Background: Introduction : A Medical Orders for Scope of Treatment (MOST) form, adopted by the state of Texas in 2014, is similar to Physician Orders for Life Sustaining Treatment (POLST/MOLST) form in other states. It translates patient preferences for CPR, critical care, assisted nutrition, and transfer between healthcare facilities into a physician order set. Previous research has shown that POLST forms are associated with goal concordant care at end of life. This form was integrated into the system-wide electronic health records of Baylor Scott and White Health System in 2015 and serves as an important tool for Advanced Care Planning. It is also used as a quality measure for physician compensation. Data from Texas since the statewide adoption of forms in 2014 is lacking.Objectives :1. Calculate rates of completion of MOST form at a Tertiary Academic Hospital and identify baseline predictors of completed form along with provider characteristics based on gender and specialty.2. Identify differences in directive of Attempt Resuscitation vs DNR based on patient race, location, and discussant of the form. 3. Explore contradictions between sections of the same form for resuscitation, degree of medical intervention, and assisted nutrition. The form was considered contradictory if choices within sections did not align to indicate fully conservative or aggressive care.
Methods: Single center observational retrospective study. Electronic medical records were queried for patients over 60 years old who were established patients at a tertiary academic hospital in Texas and had at least one inpatient admission at the same hospital in 2017. Patients with an external PCP were excluded. Follow up period was 1 year or until date of death.

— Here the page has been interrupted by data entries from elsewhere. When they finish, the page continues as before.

//! Object inventory
//!
//! Lists the container through an [`ObjectLister`], writes the raw blob
//! inventory JSON, and turns it into the categorized inventory CSV plus a
//! kinds summary.

use std::collections::{BTreeMap, BTreeSet, HashSet};
use std::path::Path;

use async_trait::async_trait;
use osdu_common::types::{ClassifiedRecord, InventoryRow, ObjectRecord};
use osdu_common::{OsduError, Result};
use serde::{Deserialize, Serialize};
use serde_json::{json, Value};
use tracing::{debug, info};

use crate::classify::Classifier;

/// One page of a listing
#[derive(Debug, Clone, Default, PartialEq)]
pub struct ListPage {
    pub objects: Vec<ObjectRecord>,
    /// Continuation token for the next page, `None` on the last page
    pub next_token: Option<String>,
}

/// Source of object records, one page at a time.
#[async_trait]
pub trait ObjectLister: Send + Sync {
    /// Container (bucket) the listing describes
    fn container(&self) -> &str;

    /// Objects whose path starts with `prefix`, at any depth.
    async fn list_page(&self, prefix: &str, token: Option<String>) -> Result<ListPage>;

    /// Immediate sub-prefixes of `prefix`, each ending in `/`.
    async fn sub_prefixes(&self, prefix: &str) -> Result<Vec<String>>;
}

/// Every object under `prefix`, following continuation tokens.
///
/// Folder placeholder keys (ending in `/`) are skipped.
pub async fn list_all(lister: &dyn ObjectLister, prefix: &str) -> Result<Vec<ObjectRecord>> {
    let mut objects = Vec::new();
    let mut token = None;
    let mut pages = 0usize;

    loop {
        let page = lister.list_page(prefix, token).await?;
        pages += 1;
        objects.extend(page.objects.into_iter().filter(|o| !o.path.ends_with('/')));

        match page.next_token {
            Some(next) => token = Some(next),
            None => break,
        }
    }

    debug!(prefix, pages, objects = objects.len(), "Listed prefix");
    Ok(objects)
}

/// Inventory the root prefix and each of its immediate sub-prefixes.
///
/// Objects reached through more than one prefix are kept once, at their
/// first position.
pub async fn collect_inventory(lister: &dyn ObjectLister, root_prefix: &str) -> Result<Vec<ObjectRecord>> {
    let subfolders = lister.sub_prefixes(root_prefix).await?;
    info!(
        container = lister.container(),
        root = root_prefix,
        subfolders = subfolders.len(),
        "Starting inventory"
    );

    let mut seen = HashSet::new();
    let mut inventory = Vec::new();

    for prefix in std::iter::once(root_prefix.to_string()).chain(subfolders) {
        info!(prefix = %prefix, "Processing folder");
        for object in list_all(lister, &prefix).await? {
            if seen.insert(object.path.clone()) {
                inventory.push(object);
            }
        }
    }

    info!(objects = inventory.len(), "Inventory complete");
    Ok(inventory)
}

// ============================================================================
// Raw blob inventory JSON
// ============================================================================

/// Raw blob inventory entry for one object
pub fn to_blob_json(record: &ObjectRecord) -> Value {
    let stamp = |t: &Option<chrono::DateTime<chrono::Utc>>| t.map(|t| t.to_rfc3339());
    json!({
        "name": record.path,
        "container": record.container,
        "content": "",
        "properties": {
            "contentLength": record.size,
            "lastModified": stamp(&record.last_modified),
            "creationTime": stamp(&record.creation_time),
            "etag": record.etag,
            "blobType": record.blob_type,
            "blobTier": record.blob_tier,
            "contentSettings": { "contentType": record.content_type },
        },
    })
}

pub fn write_raw_inventory(path: &Path, records: &[ObjectRecord]) -> Result<()> {
    let blobs: Vec<Value> = records.iter().map(to_blob_json).collect();
    std::fs::write(path, serde_json::to_string_pretty(&blobs)?)?;
    info!(path = %path.display(), count = blobs.len(), "Saved raw inventory");
    Ok(())
}

pub fn load_raw_inventory(path: &Path) -> Result<Vec<ObjectRecord>> {
    let content = std::fs::read_to_string(path)?;
    let value: Value = serde_json::from_str(&content)?;
    let blobs = value
        .as_array()
        .ok_or_else(|| OsduError::invalid_input("raw inventory must be a JSON array"))?;
    blobs.iter().map(ObjectRecord::from_blob_json).collect()
}

// ============================================================================
// Categorized inventory CSV
// ============================================================================

pub fn write_inventory_csv(path: &Path, records: &[ClassifiedRecord]) -> Result<()> {
    let mut writer = csv::Writer::from_path(path).map_err(csv_error)?;
    for record in records {
        writer.serialize(InventoryRow::from(record)).map_err(csv_error)?;
    }
    writer.flush()?;
    info!(path = %path.display(), rows = records.len(), "Saved categorized inventory");
    Ok(())
}

pub fn read_inventory_csv(path: &Path) -> Result<Vec<ClassifiedRecord>> {
    let mut reader = csv::Reader::from_path(path).map_err(csv_error)?;
    let records = reader
        .deserialize::<InventoryRow>()
        .map(|row| row.map(InventoryRow::into_classified).map_err(csv_error))
        .collect::<Result<Vec<_>>>()?;
    debug!(path = %path.display(), rows = records.len(), "Loaded categorized inventory");
    Ok(records)
}

fn csv_error(err: csv::Error) -> OsduError {
    OsduError::Parse(format!("CSV: {}", err))
}

// ============================================================================
// Kinds summary
// ============================================================================

#[derive(Debug, Clone, Default, PartialEq, Eq, Serialize, Deserialize)]
pub struct KindSummary {
    pub count: usize,
    pub folders: BTreeSet<String>,
    pub filetypes: BTreeSet<String>,
}

#[derive(Debug, Clone, Default, PartialEq, Eq, Serialize, Deserialize)]
pub struct KindsSummary {
    pub kinds: BTreeMap<String, KindSummary>,
    pub unknown_count: usize,
    pub total_files: usize,
}

impl KindsSummary {
    pub fn from_records(records: &[ClassifiedRecord]) -> Self {
        let mut summary = Self {
            total_files: records.len(),
            ..Default::default()
        };

        for record in records {
            if record.category.is_unknown() {
                summary.unknown_count += 1;
                continue;
            }
            let kind = summary.kinds.entry(record.category.to_string()).or_default();
            kind.count += 1;
            kind.folders.insert(record.record.folder().to_string());
            kind.filetypes.insert(record.record.extension());
        }

        summary
    }

    pub fn write_json(&self, path: &Path) -> Result<()> {
        std::fs::write(path, serde_json::to_string_pretty(self)?)?;
        info!(path = %path.display(), "Saved kinds summary");
        Ok(())
    }
}

/// Classify a raw inventory and write the CSV and kinds summary.
pub fn process_inventory(
    classifier: &Classifier,
    raw_inventory: &Path,
    csv_out: &Path,
    summary_out: &Path,
) -> Result<(Vec<ClassifiedRecord>, KindsSummary)> {
    let records = classifier.classify_all(load_raw_inventory(raw_inventory)?);
    let summary = KindsSummary::from_records(&records);

    write_inventory_csv(csv_out, &records)?;
    summary.write_json(summary_out)?;

    info!(
        total = summary.total_files,
        unknown = summary.unknown_count,
        ready = records.iter().filter(|r| r.ready).count(),
        "Processed inventory"
    );
    Ok((records, summary))
}

#[cfg(test)]
#[allow(clippy::unwrap_used, clippy::expect_used)]
mod tests {
    use super::*;
    use osdu_common::types::Category;
    use std::sync::Mutex;

    /// In-memory lister returning `page_size` objects per page.
    struct MemoryLister {
        paths: Vec<String>,
        page_size: usize,
        calls: Mutex<Vec<(String, Option<String>)>>,
    }

    impl MemoryLister {
        fn new(paths: &[&str], page_size: usize) -> Self {
            Self {
                paths: paths.iter().map(|p| p.to_string()).collect(),
                page_size,
                calls: Mutex::new(Vec::new()),
            }
        }
    }

    #[async_trait]
    impl ObjectLister for MemoryLister {
        fn container(&self) -> &str {
            "corpus"
        }

        async fn list_page(&self, prefix: &str, token: Option<String>) -> Result<ListPage> {
            self.calls.lock().unwrap().push((prefix.to_string(), token.clone()));
            let matching: Vec<&String> = self.paths.iter().filter(|p| p.starts_with(prefix)).collect();
            let start: usize = token.map(|t| t.parse().unwrap()).unwrap_or(0);
            let end = (start + self.page_size).min(matching.len());
            Ok(ListPage {
                objects: matching[start..end]
                    .iter()
                    .map(|p| ObjectRecord::new(p.as_str(), "corpus", 1))
                    .collect(),
                next_token: (end < matching.len()).then(|| end.to_string()),
            })
        }

        async fn sub_prefixes(&self, prefix: &str) -> Result<Vec<String>> {
            let subs: BTreeSet<String> = self
                .paths
                .iter()
                .filter_map(|p| p.strip_prefix(prefix))
                .filter_map(|rest| rest.split_once('/').map(|(dir, _)| format!("{}{}/", prefix, dir)))
                .collect();
            Ok(subs.into_iter().collect())
        }
    }

    const PATHS: &[&str] = &[
        "files/Volve/readme.pdf",
        "files/Volve/well_logs/",
        "files/Volve/well_logs/W-1.las",
        "files/Volve/well_logs/W-2.las",
        "files/Volve/seismic/ST1_survey.segy",
        "files/Other/x.las",
    ];

    #[tokio::test]
    async fn test_list_all_follows_pages_and_skips_folders() {
        let lister = MemoryLister::new(PATHS, 2);
        let objects = list_all(&lister, "files/Volve/").await.unwrap();

        let paths: Vec<_> = objects.iter().map(|o| o.path.as_str()).collect();
        assert_eq!(
            paths,
            vec![
                "files/Volve/readme.pdf",
                "files/Volve/well_logs/W-1.las",
                "files/Volve/well_logs/W-2.las",
                "files/Volve/seismic/ST1_survey.segy",
            ]
        );
        assert_eq!(lister.calls.lock().unwrap().len(), 3);
    }

    #[tokio::test]
    async fn test_collect_inventory_walks_subfolders_once() {
        let lister = MemoryLister::new(PATHS, 10);
        let inventory = collect_inventory(&lister, "files/Volve/").await.unwrap();

        assert_eq!(inventory.len(), 4);
        let prefixes: Vec<String> = lister
            .calls
            .lock()
            .unwrap()
            .iter()
            .map(|(p, _)| p.clone())
            .collect();
        assert_eq!(
            prefixes,
            vec!["files/Volve/", "files/Volve/seismic/", "files/Volve/well_logs/"]
        );
    }

    #[test]
    fn test_raw_inventory_and_csv_files() {
        let dir = tempfile::tempdir().unwrap();
        let raw = dir.path().join("blob_inventory.json");
        let csv_path = dir.path().join("categorized_inventory.csv");
        let summary_path = dir.path().join("kinds_summary.json");

        let mut log = ObjectRecord::new("files/Volve/well_logs/WELL-42_2021-03-01.las", "corpus", 2048);
        log.content_type = Some("application/octet-stream".to_string());
        log.etag = Some("0x8D9".to_string());
        let records = vec![
            log,
            ObjectRecord::new("files/Volve/random/data.xyz", "corpus", 10),
            ObjectRecord::new("files/Volve/seismic/stack.segy", "corpus", 10),
        ];
        write_raw_inventory(&raw, &records).unwrap();

        let classifier = Classifier::with_default_policy().unwrap();
        let (classified, summary) =
            process_inventory(&classifier, &raw, &csv_path, &summary_path).unwrap();

        assert_eq!(classified.len(), 3);
        assert_eq!(summary.total_files, 3);
        assert_eq!(summary.unknown_count, 1);
        assert_eq!(summary.kinds["Well Logs"].count, 1);
        assert!(summary.kinds["Well Logs"].folders.contains("files/Volve/well_logs"));

        let header = std::fs::read_to_string(&csv_path).unwrap();
        assert!(header.starts_with(
            "FileName,FilePath,FileExtension,FileSize,LastModified,FileType,BlobType,BlobTier,\
             CreationTime,ETag,Container,Category,OSDUSchema,WellID,SurveyName,Date,ReadyForManifest\n"
        ));

        let reread = read_inventory_csv(&csv_path).unwrap();
        assert_eq!(reread[0].category, Category::WellLogs);
        assert_eq!(reread[0].metadata_value("WellID"), Some("WELL-42"));
        assert_eq!(reread[0].record.etag.as_deref(), Some("0x8D9"));
        assert!(reread[0].ready);
        assert!(!reread[2].ready);

        let summary_json: Value =
            serde_json::from_str(&std::fs::read_to_string(&summary_path).unwrap()).unwrap();
        assert_eq!(summary_json["total_files"], 3);
    }

    #[test]
    fn test_csv_with_python_booleans() {
        let dir = tempfile::tempdir().unwrap();
        let path = dir.path().join("inventory.csv");
        std::fs::write(
            &path,
            "FileName,FilePath,FileExtension,FileSize,LastModified,FileType,BlobType,BlobTier,\
             CreationTime,ETag,Container,Category,OSDUSchema,WellID,SurveyName,Date,ReadyForManifest\n\
             a.las,f/a.las,.las,1,,,,,,,corpus,Well Logs,Well Log,A,,,True\n\
             b.segy,f/b.segy,.segy,1,,,,,,,corpus,Seismic Data,Seismic,,,,False\n",
        )
        .unwrap();

        let records = read_inventory_csv(&path).unwrap();
        assert!(records[0].ready);
        assert!(!records[1].ready);
    }

    #[test]
    fn test_malformed_inputs_are_errors() {
        let dir = tempfile::tempdir().unwrap();
        let raw = dir.path().join("raw.json");
        std::fs::write(&raw, r#"{"name": "not an array"}"#).unwrap();
        assert!(load_raw_inventory(&raw).is_err());
        assert!(load_raw_inventory(&dir.path().join("missing.json")).is_err());

        let csv_path = dir.path().join("bad.csv");
        std::fs::write(&csv_path, "FileName,FilePath\nx,y\n").unwrap();
        assert!(matches!(read_inventory_csv(&csv_path), Err(OsduError::Parse(_))));
    }
}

Results: Of 3377 patients, 523 (15.4%) had a MOST form completed. In the logistic regression analysis, age, marital status were predictors of MOST form completion with p values reaching statistical significance. 57.2% of patients with completed forms chose DNR. Difference in DNR vs Attempt resuscitation significant for: Race, location of completion, and discussant. Forms were completed by female provider 67.7% of the time, in the inpatient setting 52.6% of the time, and by a geriatric specialist 45.8% of the time. 155 (29.6%) of total forms were contradictory with greater number of contradictions when patients chose DNR (18.9%) vs Attempt resuscitation (10.7%).
Conclusions: Despite being recognized as a quality and pay for performance measure, rates of MOST form completion were low. The most common choice for resuscitation within completed forms was DNR. Disparities due to race exist. Approximately a third of the forms indicated contradictions in goals of care. Contradictions in forms highlight the gaps in communication around advanced directives and end of life care between patient and provider. This necessitates process measures to improve advance care planning, patient provider communication, and illness understanding in seriously ill patients.